При всех особенностях советского правосудия бесспорным является факт, что уже одно количество советских судебных процессов против нацистских военных преступников не менее чем вчетверо превышает число процессов, прошедших на Западе (и это не считая судов над коллаборационистами).

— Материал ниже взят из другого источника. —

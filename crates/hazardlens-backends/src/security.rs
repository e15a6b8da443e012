//! Model supply-chain validation
//!
//! An on-device model may only be loaded after three checks pass:
//! 1. The artifact's SHA-256 matches the hash its manifest declares
//! 2. That hash is the one the trusted registry holds for the model id
//! 3. The manifest's HMAC-SHA256 signature over the digest verifies
//!
//! Every outcome is appended to the audit sink.

use bytes::Bytes;
use hazardlens_core::{CapturedImage, InputLimits, SanitizedImage, SecurityError, ValidationError};
use hazardlens_telemetry::{event_types, AuditEvent, AuditSeverity, AuditSink};
use hmac::{Hmac, Mac};
use sha2::{Digest, Sha256};
use std::collections::HashMap;
use std::fmt;
use std::sync::Arc;
use subtle::ConstantTimeEq;
use tracing::{info, warn};

type HmacSha256 = Hmac<Sha256>;

/// Lowercase hex SHA-256 of a byte slice
pub fn sha256_hex(bytes: &[u8]) -> String {
    hex::encode(Sha256::digest(bytes))
}

/// Hex HMAC-SHA256 signature over a hex digest, as found in model manifests
pub fn sign_digest(key: &[u8], digest_hex: &str) -> String {
    let digest = hex::decode(digest_hex).unwrap_or_else(|_| digest_hex.as_bytes().to_vec());
    // HMAC accepts keys of any length
    let mut mac = match HmacSha256::new_from_slice(key) {
        Ok(mac) => mac,
        Err(_) => return String::new(),
    };
    mac.update(&digest);
    hex::encode(mac.finalize().into_bytes())
}

/// A model artifact that passed every check; only constructible by the validator
#[derive(Clone)]
pub struct ValidatedModel {
    model_id: String,
    sha256: String,
    bytes: Bytes,
}

impl ValidatedModel {
    pub fn model_id(&self) -> &str {
        &self.model_id
    }

    pub fn sha256(&self) -> &str {
        &self.sha256
    }

    pub fn bytes(&self) -> &Bytes {
        &self.bytes
    }
}

impl fmt::Debug for ValidatedModel {
    fn fmt(&self, f: &mut fmt::Formatter<'_>) -> fmt::Result {
        f.debug_struct("ValidatedModel")
            .field("model_id", &self.model_id)
            .field("sha256", &self.sha256)
            .field("len", &self.bytes.len())
            .finish()
    }
}

/// Gatekeeper for model artifacts and caller images
pub struct ModelSecurityValidator {
    trusted: HashMap<String, String>,
    signing_key: Vec<u8>,
    limits: InputLimits,
    audit: Arc<dyn AuditSink>,
}

impl ModelSecurityValidator {
    /// Create a validator with an empty trusted registry
    pub fn new(signing_key: impl Into<Vec<u8>>, audit: Arc<dyn AuditSink>) -> Self {
        Self {
            trusted: HashMap::new(),
            signing_key: signing_key.into(),
            limits: InputLimits::default(),
            audit,
        }
    }

    /// Register the trusted hash for a model id
    pub fn with_trusted_model(mut self, model_id: impl Into<String>, sha256: impl Into<String>) -> Self {
        self.trusted
            .insert(model_id.into(), sha256.into().to_ascii_lowercase());
        self
    }

    /// Override input bounds
    pub fn with_input_limits(mut self, limits: InputLimits) -> Self {
        self.limits = limits;
        self
    }

    /// Audit sink shared with the rest of the backend layer
    pub fn audit(&self) -> &Arc<dyn AuditSink> {
        &self.audit
    }

    /// Verify an artifact against its declared hash, the registry, and its signature
    pub fn validate_model(
        &self,
        model_id: &str,
        artifact: Bytes,
        expected_hash: &str,
        signature: &str,
    ) -> Result<ValidatedModel, SecurityError> {
        match self.check(model_id, &artifact, expected_hash, signature) {
            Ok(sha256) => {
                info!(model_id, sha256 = %sha256, "Model artifact validated");
                self.audit.append(
                    AuditEvent::new(event_types::MODEL_VALIDATED, format!("sha256 {sha256}"))
                        .with_subject(model_id),
                );
                Ok(ValidatedModel {
                    model_id: model_id.to_string(),
                    sha256,
                    bytes: artifact,
                })
            }
            Err(e) => {
                warn!(model_id, error = %e, "Model artifact rejected");
                self.audit.append(
                    AuditEvent::new(event_types::MODEL_REJECTED, e.to_string())
                        .with_subject(model_id)
                        .with_severity(AuditSeverity::High),
                );
                Err(e)
            }
        }
    }

    fn check(
        &self,
        model_id: &str,
        artifact: &[u8],
        expected_hash: &str,
        signature: &str,
    ) -> Result<String, SecurityError> {
        let actual = sha256_hex(artifact);
        let expected = expected_hash.trim().to_ascii_lowercase();

        if !bool::from(actual.as_bytes().ct_eq(expected.as_bytes())) {
            return Err(SecurityError::IntegrityMismatch {
                model_id: model_id.to_string(),
                expected,
                actual,
            });
        }

        let trusted = self
            .trusted
            .get(model_id)
            .is_some_and(|h| bool::from(h.as_bytes().ct_eq(actual.as_bytes())));
        if !trusted {
            return Err(SecurityError::UntrustedModel {
                model_id: model_id.to_string(),
                hash: actual,
            });
        }

        let signature = hex::decode(signature.trim()).map_err(|_| {
            SecurityError::MalformedSignature {
                model_id: model_id.to_string(),
            }
        })?;

        let digest = Sha256::digest(artifact);
        let mut mac = HmacSha256::new_from_slice(&self.signing_key).map_err(|_| {
            SecurityError::SignatureInvalid {
                model_id: model_id.to_string(),
            }
        })?;
        mac.update(&digest);
        mac.verify_slice(&signature)
            .map_err(|_| SecurityError::SignatureInvalid {
                model_id: model_id.to_string(),
            })?;

        Ok(actual)
    }

    /// Enforce size and format bounds on a caller image
    pub fn sanitize_input(&self, image: CapturedImage) -> Result<SanitizedImage, ValidationError> {
        let photo_id = image.metadata.photo_id.clone();
        self.limits.sanitize(image).map_err(|e| {
            warn!(photo_id = %photo_id, error = %e, "Input image rejected");
            self.audit.append(
                AuditEvent::new(event_types::INPUT_REJECTED, e.to_string())
                    .with_subject(photo_id)
                    .with_severity(AuditSeverity::Warning),
            );
            e
        })
    }
}

impl fmt::Debug for ModelSecurityValidator {
    fn fmt(&self, f: &mut fmt::Formatter<'_>) -> fmt::Result {
        f.debug_struct("ModelSecurityValidator")
            .field("trusted_models", &self.trusted.len())
            .field("limits", &self.limits)
            .finish_non_exhaustive()
    }
}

В ФРГ и Австрии на военных преступников было заведено около четверти миллиона уголовных дел, но лишь в десятой их части дошло до обвинительного заключения, и менее половины этих процессов закончились вынесением обвинительного приговора. Большинство осужденных отделалось довольно мягкими наказаниями. Взять хотя бы эскадроны смерти — айнзатцгруппы. Уже упоминавшийся процесс 1948 года в Нюрнберге над их руководителями завершился тем, что из 24 подсудимых приговорены к смертной казни 14, казнены четверо, большинству потом сократили сроки наказания, и в 1950-е годы они оказались на свободе. Из 30 высших эсэсовских и полицейских чинов вышли на свободу 16. Что было бы с Еккельном, окажись он там?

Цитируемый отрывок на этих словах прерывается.